Wednesday, March 21, 2012

... so what happens when animals die?

There was a lot of love, a lot of joy, a lot of sweetness and gentle fun on friday at the farm.  We even faced the loss of two of our much loved companions, Pebbles the cat and Possum the guine pig with interest, curiosity, deep insight wisdom and care ... so typical of children really.
Here's Frieda with Possum at the end of last year ...

... and here's Anna, a little farm friend from thursday showing just how much love Pebbles had to give and how willing she was to recieve it ...

We and many others will miss Possum and Pebbles dearly ... two of the dearest creatures you could ever hope to meet ...

When it came to talking about death of the animals ... the childrens questions led the way.

They wanted to know ...

Where is she?
Where did she go?
What happened?
How did she die? ... but How!?

I answered each question as it came and told them that sometimes animals die because they get old. That is what happened to Possum. She wasn't sick or sore, just old. Her body got tired and her spirit needed to leave her tired old body.

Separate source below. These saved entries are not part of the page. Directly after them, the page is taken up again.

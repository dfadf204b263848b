use std::time::Duration;

use http::StatusCode;
use serde_json::{Value, json};

use crate::EntryProtocol;

/// Typed error taxonomy surfaced by the request-processing core.
///
/// Stages return these; the pipeline engine owns retry and failover decisions,
/// and the ingress renders unretryable errors on the entry protocol's native
/// error shape.
#[derive(Debug, thiserror::Error)]
pub enum GatewayError {
    #[error("bad request: {0}")]
    BadRequest(String),

    #[error("auth error: {0}")]
    Auth(String),

    #[error("rate limited: {message}")]
    RateLimited {
        message: String,
        retry_after: Option<Duration>,
    },

    #[error("upstream transient failure: {0}")]
    UpstreamTransient(String),

    #[error("upstream rejected ({status}): {message}")]
    UpstreamRejected { status: u16, message: String },

    #[error("tool call shape invalid ({tool}): {reason}")]
    ToolShape { tool: String, reason: String },

    #[error("gateway busy: {0}")]
    Busy(String),

    #[error("timeout: {0}")]
    Timeout(String),

    #[error("policy violation: {0}")]
    PolicyViolation(String),
}

/// Discriminant used in logs, snapshots, and wire error codes.
#[derive(Debug, Clone, Copy, PartialEq, Eq)]
pub enum ErrorKind {
    BadRequest,
    Auth,
    RateLimited,
    UpstreamTransient,
    UpstreamRejected,
    ToolShape,
    Busy,
    Timeout,
    PolicyViolation,
}

impl ErrorKind {
    pub fn as_str(&self) -> &'static str {
        match self {
            ErrorKind::BadRequest => "bad_request",
            ErrorKind::Auth => "auth_error",
            ErrorKind::RateLimited => "rate_limited",
            ErrorKind::UpstreamTransient => "upstream_transient",
            ErrorKind::UpstreamRejected => "upstream_rejected",
            ErrorKind::ToolShape => "tool_shape_error",
            ErrorKind::Busy => "gateway_busy",
            ErrorKind::Timeout => "timeout",
            ErrorKind::PolicyViolation => "policy_violation",
        }
    }
}

impl GatewayError {
    pub fn rate_limited(message: impl Into<String>, retry_after: Option<Duration>) -> Self {
        Self::RateLimited {
            message: message.into(),
            retry_after,
        }
    }

    pub fn tool_shape(tool: impl Into<String>, reason: impl Into<String>) -> Self {
        Self::ToolShape {
            tool: tool.into(),
            reason: reason.into(),
        }
    }

    pub fn kind(&self) -> ErrorKind {
        match self {
            GatewayError::BadRequest(_) => ErrorKind::BadRequest,
            GatewayError::Auth(_) => ErrorKind::Auth,
            GatewayError::RateLimited { .. } => ErrorKind::RateLimited,
            GatewayError::UpstreamTransient(_) => ErrorKind::UpstreamTransient,
            GatewayError::UpstreamRejected { .. } => ErrorKind::UpstreamRejected,
            GatewayError::ToolShape { .. } => ErrorKind::ToolShape,
            GatewayError::Busy(_) => ErrorKind::Busy,
            GatewayError::Timeout(_) => ErrorKind::Timeout,
            GatewayError::PolicyViolation(_) => ErrorKind::PolicyViolation,
        }
    }

    /// Whether the engine may move on to an alternative target after this error.
    pub fn allows_failover(&self) -> bool {
        matches!(
            self,
            GatewayError::UpstreamTransient(_) | GatewayError::RateLimited { .. }
        )
    }

    pub fn status(&self) -> StatusCode {
        match self {
            GatewayError::BadRequest(_) => StatusCode::BAD_REQUEST,
            GatewayError::Auth(_) => StatusCode::UNAUTHORIZED,
            GatewayError::RateLimited { .. } => StatusCode::TOO_MANY_REQUESTS,
            GatewayError::UpstreamTransient(_) => StatusCode::BAD_GATEWAY,
            GatewayError::UpstreamRejected { status, .. } => {
                StatusCode::from_u16(*status).unwrap_or(StatusCode::BAD_GATEWAY)
            }
            GatewayError::ToolShape { .. } => StatusCode::UNPROCESSABLE_ENTITY,
            GatewayError::Busy(_) => StatusCode::SERVICE_UNAVAILABLE,
            GatewayError::Timeout(_) => StatusCode::GATEWAY_TIMEOUT,
            GatewayError::PolicyViolation(_) => StatusCode::UNPROCESSABLE_ENTITY,
        }
    }

    /// Render this error on the entry protocol's native error envelope.
    pub fn wire_body(&self, entry: EntryProtocol) -> Value {
        match entry {
            EntryProtocol::OpenAiChat | EntryProtocol::OpenAiResponses => json!({
                "error": {
                    "message": self.to_string(),
                    "type": self.kind().as_str(),
                    "code": self.kind().as_str(),
                }
            }),
            EntryProtocol::AnthropicMessages => json!({
                "type": "error",
                "error": {
                    "type": anthropic_error_type(self.kind()),
                    "message": self.to_string(),
                }
            }),
        }
    }
}

fn anthropic_error_type(kind: ErrorKind) -> &'static str {
    match kind {
        ErrorKind::BadRequest | ErrorKind::ToolShape | ErrorKind::PolicyViolation => {
            "invalid_request_error"
        }
        ErrorKind::Auth => "authentication_error",
        ErrorKind::RateLimited => "rate_limit_error",
        ErrorKind::Busy => "overloaded_error",
        ErrorKind::UpstreamTransient | ErrorKind::UpstreamRejected | ErrorKind::Timeout => {
            "api_error"
        }
    }
}

#[cfg(test)]
mod tests {
    use super::*;

    #[test]
    fn openai_envelope_has_message_type_code() {
        let err = GatewayError::BadRequest("messages must not be empty".to_string());
        let body = err.wire_body(EntryProtocol::OpenAiChat);
        assert_eq!(body["error"]["type"], "bad_request");
        assert_eq!(body["error"]["code"], "bad_request");
        assert!(
            body["error"]["message"]
                .as_str()
                .unwrap()
                .contains("messages must not be empty")
        );
    }

    #[test]
    fn anthropic_envelope_is_typed_error() {
        let err = GatewayError::rate_limited("upstream 429", Some(Duration::from_secs(1)));
        let body = err.wire_body(EntryProtocol::AnthropicMessages);
        assert_eq!(body["type"], "error");
        assert_eq!(body["error"]["type"], "rate_limit_error");
    }

    #[test]
    fn failover_only_for_transient_classes() {
        assert!(GatewayError::UpstreamTransient("502".into()).allows_failover());
        assert!(GatewayError::rate_limited("429", None).allows_failover());
        assert!(!GatewayError::tool_shape("apply_patch", "invalid_json").allows_failover());
        assert!(!GatewayError::PolicyViolation("refused".into()).allows_failover());
    }
}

Ted's mind was ticking over ... I could almost hear it.

'But how did she die?'

'Well, she got tired, she lay down, stopped breathing, her heart stopped beating, her body stopped moving. That's when her spirit left her body and she was dead?'
Where did her spirit go?
I answered, 'I don't know for sure, yet I think it's gone and joined with the spirits of all the other guinea pigs who've died before.
Luke thought for a moment and said, 'Well she had a pretty big spirit, so I think she might have joined up with' ... and he pointed as he spoke ... 'all those guinea pigs up there too' ... pointing to the little houses before him he continued ... 'that one and that one and that one' ... 'yeah, all those.'
'Where did her body go?'
'We can ask one of the farmers and find out?'
Which we did. It was in the late orchard near a little pond, so we went to visit and the questions kept coming.
'What did they do with it?'
'They buried it. It's really important to take care of a dead body. If you bury it, you keep it warm and safe and dry in the earth ... you make a hole, and then cover the animal with dirt ... like tucking it into a little house for the dead body to stay safe in ... and it stays there and can make compost and feed the earth until only the bones are left. If you don't bury it, it can get smelly and other animals can eat it. Not burying it is just not the most caring way to look after an animal you love and care for ... they need your help and care to do this for them. Sometimes people make a fire and burn the bodies so they break down quickly and the ash can go to the earth. At the farm, the animals get buried.'
Then we wandered in the moist morning, out of the garden with satisfaction it seemed ... well for now anyway.
The photos following capture a little something of each of the children as they played on the day ... in a little space with rocks and sticks, banging and building and exploring ... totally engaged with each other and innately knowing, there is only this now that matters ...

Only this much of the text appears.